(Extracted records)
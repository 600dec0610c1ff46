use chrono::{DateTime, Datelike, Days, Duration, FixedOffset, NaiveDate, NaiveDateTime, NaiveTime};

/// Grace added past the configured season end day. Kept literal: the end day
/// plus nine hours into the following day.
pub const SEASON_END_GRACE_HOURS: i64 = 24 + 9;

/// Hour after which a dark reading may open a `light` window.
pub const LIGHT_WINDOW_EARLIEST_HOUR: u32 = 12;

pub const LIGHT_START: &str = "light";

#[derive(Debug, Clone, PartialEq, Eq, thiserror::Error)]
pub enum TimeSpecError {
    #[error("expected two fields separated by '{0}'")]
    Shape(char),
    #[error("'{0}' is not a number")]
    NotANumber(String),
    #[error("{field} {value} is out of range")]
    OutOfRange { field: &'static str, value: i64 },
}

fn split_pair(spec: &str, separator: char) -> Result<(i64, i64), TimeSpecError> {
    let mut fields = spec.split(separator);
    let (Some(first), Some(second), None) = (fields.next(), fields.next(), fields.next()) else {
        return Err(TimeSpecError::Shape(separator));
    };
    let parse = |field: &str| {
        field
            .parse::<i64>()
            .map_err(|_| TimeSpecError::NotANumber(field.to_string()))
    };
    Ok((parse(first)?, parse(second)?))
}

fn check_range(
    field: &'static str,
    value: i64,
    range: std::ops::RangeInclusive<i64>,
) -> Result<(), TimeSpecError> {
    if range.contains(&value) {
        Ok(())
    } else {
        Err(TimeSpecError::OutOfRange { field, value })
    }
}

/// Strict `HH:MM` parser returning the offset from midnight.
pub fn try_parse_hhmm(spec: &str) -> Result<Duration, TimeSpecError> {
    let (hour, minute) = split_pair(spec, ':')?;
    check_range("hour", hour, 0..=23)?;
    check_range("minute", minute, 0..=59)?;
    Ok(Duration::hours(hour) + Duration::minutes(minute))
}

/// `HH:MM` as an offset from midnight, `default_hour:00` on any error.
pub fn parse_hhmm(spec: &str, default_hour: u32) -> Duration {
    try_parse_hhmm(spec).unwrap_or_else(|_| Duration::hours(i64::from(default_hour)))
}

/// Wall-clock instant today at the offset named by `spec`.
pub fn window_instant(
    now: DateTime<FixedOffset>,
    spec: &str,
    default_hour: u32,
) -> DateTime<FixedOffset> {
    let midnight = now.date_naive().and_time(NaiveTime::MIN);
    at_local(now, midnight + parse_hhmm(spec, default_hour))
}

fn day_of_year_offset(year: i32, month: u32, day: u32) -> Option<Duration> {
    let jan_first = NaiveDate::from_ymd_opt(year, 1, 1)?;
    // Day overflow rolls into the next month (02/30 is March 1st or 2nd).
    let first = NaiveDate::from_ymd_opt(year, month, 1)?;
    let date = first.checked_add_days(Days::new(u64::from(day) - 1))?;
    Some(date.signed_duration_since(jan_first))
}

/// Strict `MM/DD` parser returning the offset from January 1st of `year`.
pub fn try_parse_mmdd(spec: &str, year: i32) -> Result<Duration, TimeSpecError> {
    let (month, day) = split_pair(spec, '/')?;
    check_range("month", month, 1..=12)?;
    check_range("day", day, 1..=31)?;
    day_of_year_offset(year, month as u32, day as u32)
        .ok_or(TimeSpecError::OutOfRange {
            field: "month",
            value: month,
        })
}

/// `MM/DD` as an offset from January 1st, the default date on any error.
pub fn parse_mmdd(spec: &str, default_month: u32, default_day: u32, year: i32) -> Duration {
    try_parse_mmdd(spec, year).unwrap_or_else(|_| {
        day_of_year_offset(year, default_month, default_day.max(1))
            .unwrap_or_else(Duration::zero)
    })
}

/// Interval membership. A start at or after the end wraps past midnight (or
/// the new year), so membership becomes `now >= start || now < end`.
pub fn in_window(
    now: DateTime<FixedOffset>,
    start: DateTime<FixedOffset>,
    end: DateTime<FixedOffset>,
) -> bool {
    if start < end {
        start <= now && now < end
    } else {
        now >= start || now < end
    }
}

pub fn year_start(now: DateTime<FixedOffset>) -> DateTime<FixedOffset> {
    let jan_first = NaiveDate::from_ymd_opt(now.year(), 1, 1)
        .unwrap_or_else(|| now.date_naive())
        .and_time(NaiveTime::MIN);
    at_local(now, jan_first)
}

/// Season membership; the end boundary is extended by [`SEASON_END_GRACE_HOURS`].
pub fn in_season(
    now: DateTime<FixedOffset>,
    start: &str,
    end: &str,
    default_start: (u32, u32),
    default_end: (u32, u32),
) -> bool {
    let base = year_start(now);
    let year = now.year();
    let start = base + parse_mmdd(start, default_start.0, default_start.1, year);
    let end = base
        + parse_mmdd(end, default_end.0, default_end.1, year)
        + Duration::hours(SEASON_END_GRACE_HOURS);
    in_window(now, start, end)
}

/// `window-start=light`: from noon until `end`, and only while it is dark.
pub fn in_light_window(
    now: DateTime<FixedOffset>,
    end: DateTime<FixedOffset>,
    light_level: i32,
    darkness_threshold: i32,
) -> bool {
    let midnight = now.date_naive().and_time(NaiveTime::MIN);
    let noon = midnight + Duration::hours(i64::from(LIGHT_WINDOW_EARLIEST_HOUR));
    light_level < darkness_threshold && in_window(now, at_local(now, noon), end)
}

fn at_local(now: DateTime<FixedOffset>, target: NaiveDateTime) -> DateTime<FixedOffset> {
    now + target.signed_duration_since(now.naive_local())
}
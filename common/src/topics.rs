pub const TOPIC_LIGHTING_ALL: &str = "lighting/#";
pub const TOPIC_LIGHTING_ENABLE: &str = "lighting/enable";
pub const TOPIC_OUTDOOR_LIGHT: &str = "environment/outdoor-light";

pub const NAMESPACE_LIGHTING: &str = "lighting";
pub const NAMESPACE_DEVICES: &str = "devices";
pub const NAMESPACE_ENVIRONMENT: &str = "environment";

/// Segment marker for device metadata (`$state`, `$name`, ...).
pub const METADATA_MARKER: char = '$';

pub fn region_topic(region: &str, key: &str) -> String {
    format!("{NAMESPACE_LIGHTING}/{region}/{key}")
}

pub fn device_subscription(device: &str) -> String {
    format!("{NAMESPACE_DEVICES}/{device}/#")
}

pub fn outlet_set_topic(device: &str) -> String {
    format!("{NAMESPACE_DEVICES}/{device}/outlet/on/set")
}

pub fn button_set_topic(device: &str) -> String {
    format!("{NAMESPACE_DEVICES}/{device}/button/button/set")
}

-- What this task involves --
Your output should consist solely of the lines from the beginning of the entries through the line containing "pub const SEASON_END_GRACE_HOURS: i64", reproduced exactly.

-- Your response --
repository 600dec0610c1ff46
use chrono::{DateTime, Datelike, Days, Duration, FixedOffset, NaiveDate, NaiveDateTime, NaiveTime};

/// Grace added past the configured season end day. Kept literal: the end day
/// plus nine hours into the following day.
pub const SEASON_END_GRACE_HOURS: i64 = 24 + 9;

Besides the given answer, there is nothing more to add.